The right to be let alone

Par Beryl Wajsman le 30 juillet 2013

“All civilized systems of law confer upon the people, as against their governments, the right to be let alone. That is the most comprehensive of rights and the most valued by civilized men.”

~ Justice Louis D. Brandeis

As we enter what we hope is a quiet period in Quebec’s political landscape, it is time to reflect on the turbulence we have gone through over the past eight months. Pastagate, Pastrygate, Spoongate and all the other “gates.” But what is the common thread that binds all these egregious violations of private prerogative? What was the most injurious prejudice to our social contract? It was the constant and unceasing violations of the central right of free people everywhere that Justice Brandeis declared in the quote above. The right of every individual to be let alone.

The lack of respect for this central tenet of liberal societies is at the heart of the sickness whose symptoms were once again in evidence through so much of the year. We must come to a point in Quebec where we decide once and for all what kind of a society we are going to be. 

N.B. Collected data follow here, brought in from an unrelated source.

// marketplace/src/services/stripe.rs

use super::gateway::{verify_stripe_signature, CheckoutSession, CreateSessionRequest, PaymentGateway, Refund};
use crate::errors::{AppError, Result};
use async_trait::async_trait;
use chrono::{DateTime, Duration, Utc};
use reqwest::{Client, RequestBuilder};
use serde::de::DeserializeOwned;
use serde::Deserialize;
use tracing::{info, instrument, warn};

#[derive(Debug, Deserialize)]
struct StripeErrorBody {
  error: StripeErrorDetail,
}

#[derive(Debug, Deserialize)]
struct StripeErrorDetail {
  #[serde(default)]
  message: Option<String>,
  #[serde(default, rename = "type")]
  kind: Option<String>,
}

/// Form-encoded client for the Stripe REST API.
#[derive(Clone)]
pub struct StripeGateway {
  http: Client,
  api_base: String,
  secret_key: String,
  webhook_secret: String,
  tolerance: Duration,
}

impl StripeGateway {
  pub fn new(api_base: &str, secret_key: &str, webhook_secret: &str, tolerance: Duration) -> Result<Self> {
    let http = Client::builder()
      .timeout(std::time::Duration::from_secs(20))
      .build()
      .map_err(|e| AppError::Config(format!("Failed to build HTTP client: {}", e)))?;
    Ok(Self {
      http,
      api_base: api_base.trim_end_matches('/').to_string(),
      secret_key: secret_key.to_string(),
      webhook_secret: webhook_secret.to_string(),
      tolerance,
    })
  }

  fn url(&self, path: &str) -> String {
    format!("{}/v1/{}", self.api_base, path)
  }

  async fn send<T: DeserializeOwned>(&self, request: RequestBuilder) -> Result<T> {
    let response = request
      .bearer_auth(&self.secret_key)
      .send()
      .await
      .map_err(|e| AppError::Gateway(format!("request failed: {}", e)))?;
    let status = response.status();
    let body = response
      .text()
      .await
      .map_err(|e| AppError::Gateway(format!("reading response failed: {}", e)))?;
    if !status.is_success() {
      let detail = serde_json::from_str::<StripeErrorBody>(&body)
        .ok()
        .map(|b| {
          format!(
            "{}: {}",
            b.error.kind.unwrap_or_default(),
            b.error.message.unwrap_or_default()
          )
        })
        .unwrap_or(body);
      warn!(status = %status, detail = %detail, "Stripe API call failed.");
      return Err(AppError::Gateway(format!("stripe returned {}: {}", status, detail)));
    }
    serde_json::from_str::<T>(&body).map_err(|e| AppError::Gateway(format!("unexpected stripe response: {}", e)))
  }
}

/// Stripe's bracketed form encoding for a checkout session.
fn session_form(request: &CreateSessionRequest) -> Vec<(String, String)> {
  let mut form: Vec<(String, String)> = vec![
    ("mode".to_string(), "payment".to_string()),
    ("success_url".to_string(), request.success_url.clone()),
    ("cancel_url".to_string(), request.cancel_url.clone()),
  ];
  if let Some(reference) = &request.client_reference_id {
    form.push(("client_reference_id".to_string(), reference.clone()));
  }
  for (i, item) in request.line_items.iter().enumerate() {
    let prefix = format!("line_items[{}]", i);
    form.push((format!("{}[quantity]", prefix), item.quantity.to_string()));
    form.push((format!("{}[price_data][currency]", prefix), request.currency.clone()));
    form.push((
      format!("{}[price_data][unit_amount]", prefix),
      item.unit_amount_cents.to_string(),
    ));
    form.push((format!("{}[price_data][product_data][name]", prefix), item.name.clone()));
  }
  for (key, value) in &request.metadata {
    form.push((format!("metadata[{}]", key), value.clone()));
    form.push((format!("payment_intent_data[metadata][{}]", key), value.clone()));
  }
  form
}

#[async_trait]
impl PaymentGateway for StripeGateway {
  #[instrument(skip(self, request), fields(amount_total = request.amount_total()))]
  async fn create_session(&self, request: &CreateSessionRequest) -> Result<CheckoutSession> {
    let session: CheckoutSession = self
      .send(self.http.post(self.url("checkout/sessions")).form(&session_form(request)))
      .await?;
    info!(session_id = %session.id, "Created Stripe checkout session.");
    Ok(session)
  }

  #[instrument(skip(self))]
  async fn retrieve_session(&self, session_id: &str) -> Result<CheckoutSession> {
    self
      .send(self.http.get(self.url(&format!("checkout/sessions/{}", session_id))))
      .await
  }

  #[instrument(skip(self))]
  async fn expire_session(&self, session_id: &str) -> Result<()> {
    let _: CheckoutSession = self
      .send(self.http.post(self.url(&format!("checkout/sessions/{}/expire", session_id))))
      .await?;
    Ok(())
  }

  #[instrument(skip(self))]
  async fn refund(&self, payment_intent_id: &str, amount_cents: Option<i64>, idempotency_key: &str) -> Result<Refund> {
    let mut form = vec![("payment_intent".to_string(), payment_intent_id.to_string())];
    if let Some(amount) = amount_cents {
      form.push(("amount".to_string(), amount.to_string()));
    }
    let refund: Refund = self
      .send(
        self
          .http
          .post(self.url("refunds"))
          .header("Idempotency-Key", idempotency_key)
          .form(&form),
      )
      .await?;
    info!(refund_id = %refund.id, amount_cents = refund.amount_cents, "Issued Stripe refund.");
    Ok(refund)
  }

  fn verify_signature(&self, payload: &[u8], signature_header: &str, now: DateTime<Utc>) -> Result<()> {
    verify_stripe_signature(&self.webhook_secret, payload, signature_header, now, self.tolerance)
  }
}

#[cfg(test)]
mod tests {
  use super::*;
  use crate::services::gateway::SessionLineItem;
  use std::collections::BTreeMap;

  #[test]
  fn session_form_uses_bracketed_keys() {
    let mut metadata = BTreeMap::new();
    metadata.insert("order_id".to_string(), "abc".to_string());
    let request = CreateSessionRequest {
      line_items: vec![SessionLineItem {
        name: "Eggs".to_string(),
        unit_amount_cents: 650,
        quantity: 2,
      }],
      metadata,
      currency: "usd".to_string(),
      success_url: "http://localhost/success".to_string(),
      cancel_url: "http://localhost/cart".to_string(),
      client_reference_id: None,
    };
    let form = session_form(&request);
    let get = |k: &str| form.iter().find(|(key, _)| key == k).map(|(_, v)| v.as_str());
    assert_eq!(get("mode"), Some("payment"));
    assert_eq!(get("line_items[0][price_data][unit_amount]"), Some("650"));
    assert_eq!(get("line_items[0][quantity]"), Some("2"));
    assert_eq!(get("metadata[order_id]"), Some("abc"));
    assert_eq!(get("payment_intent_data[metadata][order_id]"), Some("abc"));
  }
}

Is our Quebec to be a reflection of our own Charter of Rights and Freedoms which protects freedom of expression in article 2, makes sacrosanct our private domains in article 7, and guarantees no bias based on language in article 10, or is Quebec to be forever a society of snitches and inspectors with a citizenry constantly being scrutinized and supervised? This question is far more important than any debate about the ramifications of language laws. For this illness permeates our entire system of law and legislation that seems to be based on anonymous denunciators and state authorities prosecuting citizens without so much as basic respect for pillars of law that have been in place since Magna Carta. 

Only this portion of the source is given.